**Assigned task**.
Report every line below that holds the word "reader".

Data excerpts:
//! Line-oriented JSON API over the directory service.
//!
//! # Responsibility
//! - Decode one request per line and dispatch it to the directory service.
//! - Map results and domain errors onto HTTP-like status envelopes.
//!
//! # Invariants
//! - Handling a line never panics; malformed input, including bytes that
//!   are not UTF-8, becomes a `400` and serving continues.
//! - Field-level validation runs on `register` only; `update` bodies are
//!   merged as given.

use chrono::NaiveDate;
use persondir_core::{
    Clock, DirectoryError, DirectoryService, ErrorKind, PersonPatch, PersonRecord, PersonStore,
};
use serde::{Deserialize, Serialize};
use serde_json::Value;
use std::io::{self, BufRead, Write};

pub const STATUS_OK: u16 = 200;
pub const STATUS_CREATED: u16 = 201;
pub const STATUS_ACCEPTED: u16 = 202;
pub const STATUS_BAD_REQUEST: u16 = 400;
pub const STATUS_NOT_FOUND: u16 = 404;
pub const STATUS_CONFLICT: u16 = 409;
pub const STATUS_INTERNAL_ERROR: u16 = 500;

/// One decoded request line, tagged by `op`.
#[derive(Debug, Clone, PartialEq, Eq, Deserialize)]
#[serde(tag = "op", rename_all = "snake_case")]
pub enum Request {
    Ping,
    Register { user: PersonRecord },
    FindAll,
    Update { email: String, user: PersonPatch },
    Delete { email: String },
    Search { from: NaiveDate, to: NaiveDate },
}

/// Response envelope written back per request line.
#[derive(Debug, Clone, PartialEq, Serialize)]
pub struct Response {
    pub status: u16,
    #[serde(skip_serializing_if = "Option::is_none")]
    pub body: Option<Value>,
    #[serde(skip_serializing_if = "Option::is_none")]
    pub message: Option<String>,
}

impl Response {
    fn success(status: u16, body: impl Serialize) -> Self {
        match serde_json::to_value(body) {
            Ok(body) => Self {
                status,
                body: Some(body),
                message: None,
            },
            Err(err) => Self::failure(STATUS_INTERNAL_ERROR, format!("encode failed: {err}")),
        }
    }

    fn empty(status: u16) -> Self {
        Self {
            status,
            body: None,
            message: None,
        }
    }

    fn failure(status: u16, message: impl Into<String>) -> Self {
        Self {
            status,
            body: None,
            message: Some(message.into()),
        }
    }

    pub fn is_success(&self) -> bool {
        (200..300).contains(&self.status)
    }
}

impl From<DirectoryError> for Response {
    fn from(err: DirectoryError) -> Self {
        Self::failure(status_for(err.kind()), err.to_string())
    }
}

/// Transport status for a directory error kind.
pub fn status_for(kind: ErrorKind) -> u16 {
    match kind {
        ErrorKind::AgeNotAllowed | ErrorKind::InvalidRange => STATUS_BAD_REQUEST,
        ErrorKind::NotFound => STATUS_NOT_FOUND,
        ErrorKind::DuplicateEmail => STATUS_CONFLICT,
    }
}

/// Decodes and handles one raw request line.
pub fn handle_line<S: PersonStore, C: Clock>(
    service: &DirectoryService<S, C>,
    line: &str,
) -> Response {
    match serde_json::from_str::<Request>(line) {
        Ok(request) => handle(service, request),
        Err(err) => {
            log::warn!("event=request_decode module=cli status=error line_len={}", line.len());
            Response::failure(STATUS_BAD_REQUEST, format!("malformed request: {err}"))
        }
    }
}

/// Dispatches one decoded request.
pub fn handle<S: PersonStore, C: Clock>(
    service: &DirectoryService<S, C>,
    request: Request,
) -> Response {
    match request {
        Request::Ping => Response::success(STATUS_OK, persondir_core::ping()),
        Request::Register { user } => {
            if let Err(err) = user.validate(service.today()) {
                return Response::failure(STATUS_BAD_REQUEST, err.to_string());
            }
            match service.register(user) {
                Ok(saved) => Response::success(STATUS_CREATED, saved),
                Err(err) => err.into(),
            }
        }
        Request::FindAll => Response::success(STATUS_OK, service.find_all()),
        Request::Update { email, user } => match service.update(&email, &user) {
            Ok(updated) => Response::success(STATUS_OK, updated),
            Err(err) => err.into(),
        },
        Request::Delete { email } => match service.delete_user(&email) {
            Ok(()) => Response::empty(STATUS_ACCEPTED),
            Err(err) => err.into(),
        },
        Request::Search { from, to } => match service.get_users_by_birth_date_range(from, to) {
            Ok(hits) => Response::success(STATUS_OK, hits),
            Err(err) => err.into(),
        },
    }
}

/// Serves request lines from `reader`, writing one JSON response line per
/// request to `writer`. Blank lines and `#` comments are skipped.
///
/// Returns the number of responses written. Only I/O failures end the
/// session early.
pub fn serve<S, C, R, W>(
    service: &DirectoryService<S, C>,
    mut reader: R,
    mut writer: W,
) -> io::Result<usize>
where
    S: PersonStore,
    C: Clock,
    R: BufRead,
    W: Write,
{
    let mut buf = Vec::new();
    let mut served = 0;
    loop {
        buf.clear();
        if reader.read_until(b'\n', &mut buf)? == 0 {
            break;
        }

        let response = match std::str::from_utf8(&buf) {
            Ok(line) => {
                let trimmed = line.trim();
                if trimmed.is_empty() || trimmed.starts_with('#') {
                    continue;
                }
                handle_line(service, trimmed)
            }
            Err(err) => {
                log::warn!(
                    "event=request_decode module=cli status=error reason=invalid_utf8 line_len={}",
                    buf.len()
                );
                Response::failure(STATUS_BAD_REQUEST, format!("malformed request: {err}"))
            }
        };

        serde_json::to_writer(&mut writer, &response)?;
        writeln!(writer)?;
        served += 1;
    }
    writer.flush()?;

    Ok(served)
}
//! Calendar age arithmetic.
//!
//! # Invariants
//! - Age is the count of completed year cycles, compared on (month, day);
//!   it is never derived from elapsed days.
//! - A Feb 29 birth completes its year on Mar 1 in non-leap years.
//! - A birth date after `today` yields a negative age truncated toward zero.

use chrono::{Datelike, NaiveDate};

/// Returns whole elapsed years from `birth_date` to `today`.
pub fn age_in_years(birth_date: NaiveDate, today: NaiveDate) -> i32 {
    if birth_date > today {
        return -completed_years(today, birth_date);
    }
    completed_years(birth_date, today)
}

/// Returns whether a person born on `birth_date` may be written to the
/// directory on `today`.
pub fn is_age_allowed(birth_date: NaiveDate, today: NaiveDate, min_allowed_age: u32) -> bool {
    birth_date <= today && i64::from(age_in_years(birth_date, today)) >= i64::from(min_allowed_age)
}

fn completed_years(start: NaiveDate, end: NaiveDate) -> i32 {
    let mut years = end.year() - start.year();
    if (end.month(), end.day()) < (start.month(), start.day()) {
        years -= 1;
    }
    years
}
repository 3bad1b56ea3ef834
//! Source of "today" for age and date checks.

use chrono::{Local, NaiveDate};

/// Supplies the current calendar date.
pub trait Clock {
    fn today(&self) -> NaiveDate;
}

/// Local wall-clock date.
#[derive(Debug, Clone, Copy, Default)]
pub struct SystemClock;

impl Clock for SystemClock {
    fn today(&self) -> NaiveDate {
        Local::now().date_naive()
    }
}

/// Pinned date, used by tests and deterministic replays.
#[derive(Debug, Clone, Copy, PartialEq, Eq)]
pub struct FixedClock(pub NaiveDate);

impl Clock for FixedClock {
    fn today(&self) -> NaiveDate {
        self.0
    }
}
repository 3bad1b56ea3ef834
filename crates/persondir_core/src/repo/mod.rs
//! Record custody layer.
//!
//! # Responsibility
//! - Define the store contract the directory service is written against.
//! - Provide the volatile, process-lifetime in-memory implementation.
//!
//! # Invariants
//! - Stores hold no business rules: no uniqueness or age checks.
//! - Insertion order is the enumeration order.

pub mod person_store;
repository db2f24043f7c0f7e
//! Refresh token command implementation.

use anyhow::{Context, Result};
use clap::Args;
use colored::Colorize;

use crate::cli::GlobalArgs;
use crate::output;
use crate::session;

#[derive(Args, Debug)]
pub struct RefreshTokenArgs {}

pub async fn run(_args: RefreshTokenArgs, global: &GlobalArgs) -> Result<()> {
    let auth = session::auth_service(global)?;
    session::require_session(auth.client()).await?;

    eprintln!("{}", "Refreshing session...".dimmed());

    auth.refresh()
        .await
        .context("Failed to refresh session")?;

    output::success("Session refreshed successfully");

    Ok(())
}
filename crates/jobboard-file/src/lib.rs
//! jobboard-file - File-backed credential store.

mod store;

pub use store::{FileCredentialStore, CREDENTIALS_FILE};
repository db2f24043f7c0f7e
//! Request/response types for the `/auth` endpoints.

use std::fmt;

use serde::{Deserialize, Deserializer, Serialize};

/// Request body for login.
#[derive(Serialize)]
pub(crate) struct LoginRequest<'a> {
    pub email: &'a str,
    pub password: &'a str,
}

/// Response from login.
#[derive(Deserialize)]
pub(crate) struct LoginResponse {
    pub access_token: String,
    #[serde(default)]
    pub refresh_token: Option<String>,
}

/// Response from refresh.
///
/// Backends that rotate refresh tokens also return a new `refresh_token`.
#[derive(Deserialize)]
pub(crate) struct RefreshResponse {
    pub access_token: String,
    #[serde(default)]
    pub refresh_token: Option<String>,
}

/// Response wrapper from `/auth/me`.
#[derive(Deserialize)]
pub(crate) struct MeResponse {
    pub user: CurrentUser,
}

/// Request body for requesting a password reset.
#[derive(Serialize)]
pub(crate) struct PasswordResetRequest<'a> {
    pub email: &'a str,
}

/// Request body for completing a password reset.
#[derive(Serialize)]
pub(crate) struct ResetPasswordRequest<'a> {
    pub token: &'a str,
    pub password: &'a str,
}

/// Request body for verifying a profile-update code.
#[derive(Serialize)]
pub(crate) struct VerifyCodeRequest<'a> {
    pub code: &'a str,
}

/// Account registration details.
#[derive(Clone, Serialize)]
pub struct Registration {
    pub email: String,
    pub password: String,
    pub username: String,
}

impl Registration {
    pub fn new(
        email: impl Into<String>,
        password: impl Into<String>,
        username: impl Into<String>,
    ) -> Self {
        Self {
            email: email.into(),
            password: password.into(),
            username: username.into(),
        }
    }
}

impl fmt::Debug for Registration {
    fn fmt(&self, f: &mut fmt::Formatter<'_>) -> fmt::Result {
        f.debug_struct("Registration")
            .field("email", &self.email)
            .field("username", &self.username)
            .field("password", &"[REDACTED]")
            .finish()
    }
}

/// Response from registration.
#[derive(Debug, Clone, Serialize, Deserialize)]
pub struct RegisteredUser {
    #[serde(deserialize_with = "string_or_number")]
    pub id: String,
    pub email: String,
}

/// The authenticated user as reported by `/auth/me`.
#[derive(Debug, Clone, Serialize, Deserialize)]
pub struct CurrentUser {
    #[serde(deserialize_with = "string_or_number")]
    pub id: String,
    #[serde(default)]
    pub email: Option<String>,
}

/// Informational reply (`{"msg": "..."}`).
#[derive(Debug, Clone, Default, Serialize, Deserialize)]
pub struct Message {
    #[serde(default, alias = "message")]
    pub msg: Option<String>,
}

/// Accept identifiers sent either as JSON strings or numbers.
fn string_or_number<'de, D>(deserializer: D) -> Result<String, D::Error>
where
    D: Deserializer<'de>,
{
    #[derive(Deserialize)]
    #[serde(untagged)]
    enum Id {
        Text(String),
        Number(i64),
    }

    Ok(match Id::deserialize(deserializer)? {
        Id::Text(s) => s,
        Id::Number(n) => n.to_string(),
    })
}

#[cfg(test)]
mod tests {
    use super::*;
    use serde_json::json;

    #[test]
    fn current_user_accepts_string_id() {
        let me: MeResponse =
            serde_json::from_value(json!({"user": {"id": "5", "email": "a@b.c"}})).unwrap();
        assert_eq!(me.user.id, "5");
        assert_eq!(me.user.email.as_deref(), Some("a@b.c"));
    }

    #[test]
    fn registered_user_accepts_numeric_id() {
        let user: RegisteredUser =
            serde_json::from_value(json!({"id": 17, "email": "a@b.c"})).unwrap();
        assert_eq!(user.id, "17");
    }

    #[test]
    fn message_accepts_either_field() {
        let a: Message = serde_json::from_value(json!({"msg": "ok"})).unwrap();
        let b: Message = serde_json::from_value(json!({"message": "ok"})).unwrap();
        assert_eq!(a.msg, b.msg);
    }

    #[test]
    fn registration_debug_hides_password() {
        let reg = Registration::new("a@b.c", "pw-secret", "alice");
        assert!(!format!("{:?}", reg).contains("pw-secret"));
    }

    #[test]
    fn refresh_response_without_rotation() {
        let refresh: RefreshResponse =
            serde_json::from_value(json!({"access_token": "newTok"})).unwrap();
        assert_eq!(refresh.access_token, "newTok");
        assert!(refresh.refresh_token.is_none());
    }
}
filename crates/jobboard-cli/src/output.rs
//! Output formatting helpers.

use anyhow::Result;
use colored::Colorize;
use serde::Serialize;

use jobboard_http::Message;

/// Print a success message.
pub fn success(msg: &str) {
    println!("{} {}", "✓".green(), msg);
}

/// Print a warning to stderr.
pub fn warning(msg: &str) {
    eprintln!("{} {}", "!".yellow(), msg);
}

/// Print a labeled field.
pub fn field(label: &str, value: &str) {
    println!("{}: {}", label.dimmed(), value);
}

/// Print a server message, falling back to `default` when the server sent none.
pub fn message(message: &Message, default: &str) {
    success(message.msg.as_deref().unwrap_or(default));
}

/// Print a value as pretty-printed JSON.
pub fn json_pretty<T: Serialize>(value: &T) -> Result<()> {
    let json = serde_json::to_string_pretty(value)?;
    println!("{}", json);
    Ok(())
}
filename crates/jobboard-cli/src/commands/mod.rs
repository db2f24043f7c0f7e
pub mod auth;
pub mod request;
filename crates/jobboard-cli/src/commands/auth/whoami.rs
//! Whoami command implementation.

use anyhow::{Context, Result};
use clap::Args;

use crate::cli::GlobalArgs;
use crate::output;
use crate::session;

#[derive(Args, Debug)]
pub struct WhoamiArgs {}

pub async fn run(_args: WhoamiArgs, global: &GlobalArgs) -> Result<()> {
    let store = session::open_store(global)?;
    let updated_at = store.updated_at().await?;
    let auth = session::auth_service(global)?;
    session::require_session(auth.client()).await?;

    let user = auth.me().await.context("Failed to fetch current user")?;

    output::field("ID", &user.id);
    if let Some(email) = &user.email {
        output::field("Email", email);
    }
    output::field("API", auth.client().base_url().as_str());
    if let Some(updated_at) = updated_at {
        output::field("Session updated", &updated_at.to_rfc3339());
    }

    Ok(())
}
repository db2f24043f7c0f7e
//! Reset password command implementation.

use anyhow::{Context, Result};
use clap::Args;

use crate::cli::GlobalArgs;
use crate::output;
use crate::session;

#[derive(Args, Debug)]
pub struct ResetPasswordArgs {
    /// Token from the password reset email
    #[arg(long)]
    pub token: String,

    /// New password
    #[arg(long, env = "JOBBOARD_PASSWORD", hide_env_values = true)]
    pub password: String,
}

pub async fn run(args: ResetPasswordArgs, global: &GlobalArgs) -> Result<()> {
    let auth = session::auth_service(global)?;
    let message = auth
        .reset_password(&args.token, &args.password)
        .await
        .context("Failed to reset password")?;

    output::message(&message, "Password updated");

    Ok(())
}
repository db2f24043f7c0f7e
//! Decoded API responses.

use reqwest::StatusCode;
use reqwest::header::HeaderMap;
use serde::de::DeserializeOwned;

use jobboard_core::error::{ApiError, Error};
use jobboard_core::{ResponseType, Result};

fn invalid(err: impl std::fmt::Display) -> Error {
    Error::InvalidResponse {
        message: err.to_string(),
    }
}

/// A fully read HTTP reply, before success/failure is decided.
#[derive(Debug)]
pub(crate) struct RawReply {
    pub status: StatusCode,
    pub headers: HeaderMap,
    pub body: Vec<u8>,
}

impl RawReply {
    pub fn is_success(&self) -> bool {
        self.status.is_success()
    }

    pub fn into_error(self) -> ApiError {
        ApiError::from_body(self.status.as_u16(), &self.body)
    }

    pub fn into_response(self, response_type: ResponseType) -> Result<ApiResponse> {
        let body = match response_type {
            ResponseType::Json if self.body.iter().all(u8::is_ascii_whitespace) => {
                ResponseBody::Json(serde_json::Value::Null)
            }
            ResponseType::Json => {
                ResponseBody::Json(serde_json::from_slice(&self.body).map_err(invalid)?)
            }
            ResponseType::Text => ResponseBody::Text(String::from_utf8(self.body).map_err(invalid)?),
            ResponseType::Bytes => ResponseBody::Bytes(self.body),
        };

        Ok(ApiResponse {
            status: self.status,
            headers: self.headers,
            body,
        })
    }
}

/// Decoded success body.
#[derive(Debug, Clone, PartialEq)]
pub enum ResponseBody {
    Json(serde_json::Value),
    Text(String),
    Bytes(Vec<u8>),
}

/// A successful response from the backend.
#[derive(Debug, Clone)]
pub struct ApiResponse {
    status: StatusCode,
    headers: HeaderMap,
    body: ResponseBody,
}

impl ApiResponse {
    pub fn status(&self) -> u16 {
        self.status.as_u16()
    }

    pub fn headers(&self) -> &HeaderMap {
        &self.headers
    }

    /// Returns a header value if present and valid UTF-8.
    pub fn header(&self, name: &str) -> Option<&str> {
        self.headers.get(name).and_then(|v| v.to_str().ok())
    }

    pub fn body(&self) -> &ResponseBody {
        &self.body
    }

    /// Deserialize the body into `T`.
    pub fn json<T: DeserializeOwned>(&self) -> Result<T> {
        match &self.body {
            ResponseBody::Json(value) => T::deserialize(value).map_err(invalid),
            ResponseBody::Text(text) => serde_json::from_str(text).map_err(invalid),
            ResponseBody::Bytes(bytes) => serde_json::from_slice(bytes).map_err(invalid),
        }
    }

    pub fn text(&self) -> Option<&str> {
        match &self.body {
            ResponseBody::Text(text) => Some(text),
            _ => None,
        }
    }

    /// Consume the response, returning the body as bytes.
    pub fn into_bytes(self) -> Vec<u8> {
        match self.body {
            ResponseBody::Json(value) => value.to_string().into_bytes(),
            ResponseBody::Text(text) => text.into_bytes(),
            ResponseBody::Bytes(bytes) => bytes,
        }
    }
}

#[cfg(test)]
mod tests {
    use super::*;

    fn reply(status: u16, body: &[u8]) -> RawReply {
        RawReply {
            status: StatusCode::from_u16(status).unwrap(),
            headers: HeaderMap::new(),
            body: body.to_vec(),
        }
    }

    #[test]
    fn empty_json_body_is_null() {
        let response = reply(204, b"").into_response(ResponseType::Json).unwrap();
        assert_eq!(response.body(), &ResponseBody::Json(serde_json::Value::Null));
    }

    #[test]
    fn json_body_deserializes() {
        let response = reply(200, br#"{"id": 42, "title": "Rust engineer"}"#)
            .into_response(ResponseType::Json)
            .unwrap();
        let value: serde_json::Value = response.json().unwrap();
        assert_eq!(value["title"], "Rust engineer");
        assert_eq!(response.status(), 200);
    }

    #[test]
    fn malformed_json_is_invalid_response() {
        let err = reply(200, b"<html>").into_response(ResponseType::Json).unwrap_err();
        assert!(matches!(err, Error::InvalidResponse { .. }));
    }

    #[test]
    fn bytes_are_kept_verbatim() {
        let data = [0x25, 0x50, 0x44, 0x46, 0xff];
        let response = reply(200, &data).into_response(ResponseType::Bytes).unwrap();
        assert_eq!(response.into_bytes(), data.to_vec());
    }

    #[test]
    fn error_reply_parses_body() {
        let err = reply(401, br#"{"msg": "Token has expired"}"#).into_error();
        assert!(err.is_unauthorized());
        assert_eq!(err.message.as_deref(), Some("Token has expired"));
    }
}
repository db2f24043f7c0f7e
//! Core client types.
//!
//! These types enforce their invariants at construction time.

mod api_url;

pub use api_url::{ApiUrl, DEFAULT_API_URL};
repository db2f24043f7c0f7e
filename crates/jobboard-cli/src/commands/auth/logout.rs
//! Logout command implementation.

use anyhow::{Context, Result};
use clap::Args;

use crate::cli::GlobalArgs;
use crate::output;
use crate::session;

#[derive(Args, Debug)]
pub struct LogoutArgs {}

pub async fn run(_args: LogoutArgs, global: &GlobalArgs) -> Result<()> {
    let auth = session::auth_service(global)?;
    auth.logout().await.context("Failed to logout")?;

    output::success("Logged out");

    Ok(())
}
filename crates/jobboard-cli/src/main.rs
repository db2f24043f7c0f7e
//! jobboard - CLI tool for the jobboard REST API.
//!
//! A thin wrapper over `jobboard-http`: sessions are persisted in a
//! credentials file and every command goes through the refreshing client.

mod cli;
mod commands;
mod output;
mod session;

use anyhow::Result;
use clap::Parser;
use tracing_subscriber::{EnvFilter, fmt, prelude::*};

use cli::{Cli, Commands};
use commands::{auth, request};

/// Crates whose events `-v` turns up; everything else stays at `warn`.
const LOG_TARGETS: [&str; 4] = ["jobboard", "jobboard_core", "jobboard_file", "jobboard_http"];

#[tokio::main]
async fn main() -> Result<()> {
    let cli = Cli::parse();

    init_logging(cli.verbose, cli.json_logs);

    match cli.command {
        Commands::Auth(cmd) => auth::handle(cmd, &cli.global).await,
        Commands::Request(args) => request::run(args, &cli.global).await,
    }
}

fn log_directives(verbosity: u8) -> String {
    let level = match verbosity {
        0 => return "warn".to_string(),
        1 => "info",
        2 => "debug",
        _ => "trace",
    };

    std::iter::once("warn".to_string())
        .chain(LOG_TARGETS.iter().map(|target| format!("{}={}", target, level)))
        .collect::<Vec<_>>()
        .join(",")
}

/// Install the subscriber on stderr; `RUST_LOG` overrides `-v`.
fn init_logging(verbosity: u8, json: bool) {
    let filter = EnvFilter::try_from_default_env()
        .unwrap_or_else(|_| EnvFilter::new(log_directives(verbosity)));
    let registry = tracing_subscriber::registry().with(filter);

    if json {
        registry
            .with(fmt::layer().json().with_writer(std::io::stderr))
            .init();
    } else {
        registry
            .with(
                fmt::layer()
                    .compact()
                    .with_target(verbosity > 2)
                    .with_writer(std::io::stderr),
            )
            .init();
    }
}
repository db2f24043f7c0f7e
use std::path::{Path, PathBuf};
use std::process::Output;

use tempfile::TempDir;
use tokio::process::Command;
use wiremock::MockServer;

/// Isolated CLI environment pointed at a mock API.
pub struct TestEnv {
    pub dir: TempDir,
    pub api_url: String,
}

impl TestEnv {
    pub fn new(server: &MockServer) -> Self {
        Self {
            dir: TempDir::new().expect("Failed to create temp dir"),
            api_url: format!("http://127.0.0.1:{}/api", server.address().port()),
        }
    }

    pub fn store_path(&self) -> PathBuf {
        self.dir.path().join("credentials.json")
    }

    /// Write a session into the credentials file.
    pub fn seed_session(&self, access: &str, refresh: Option<&str>) {
        let mut state = serde_json::json!({ "access_token": access });
        if let Some(refresh) = refresh {
            state["refresh_token"] = refresh.into();
        }
        std::fs::write(self.store_path(), state.to_string()).expect("Failed to seed session");
    }

    pub fn stored(&self) -> Option<serde_json::Value> {
        read_json(&self.store_path())
    }

    /// Run the CLI binary with arguments.
    pub async fn run(&self, args: &[&str]) -> Output {
        Command::new(env!("CARGO_BIN_EXE_jobboard"))
            .args(args)
            .arg("--api-url")
            .arg(&self.api_url)
            .arg("--store")
            .arg(self.store_path())
            .env("HOME", self.dir.path())
            .env_remove("JOBBOARD_PASSWORD")
            .env_remove("JOBBOARD_API_URL")
            .env_remove("JOBBOARD_CREDENTIALS")
            .output()
            .await
            .expect("Failed to execute CLI")
    }

    /// Run the CLI and expect success.
    pub async fn run_success(&self, args: &[&str]) -> String {
        let output = self.run(args).await;
        if !output.status.success() {
            let stderr = String::from_utf8_lossy(&output.stderr);
            panic!("CLI command failed: {:?}\nstderr: {}", args, stderr);
        }
        String::from_utf8_lossy(&output.stdout).to_string()
    }

    /// Run the CLI and expect failure.
    pub async fn run_failure(&self, args: &[&str]) -> String {
        let output = self.run(args).await;
        if output.status.success() {
            panic!("CLI command should have failed: {:?}", args);
        }
        String::from_utf8_lossy(&output.stderr).to_string()
    }
}

fn read_json(path: &Path) -> Option<serde_json::Value> {
    let raw = std::fs::read_to_string(path).ok()?;
    serde_json::from_str(&raw).ok()
}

**Solution to this task**.
/// Serves request lines from `reader`, writing one JSON response line per
    mut reader: R,
        if reader.read_until(b'\n', &mut buf)? == 0 {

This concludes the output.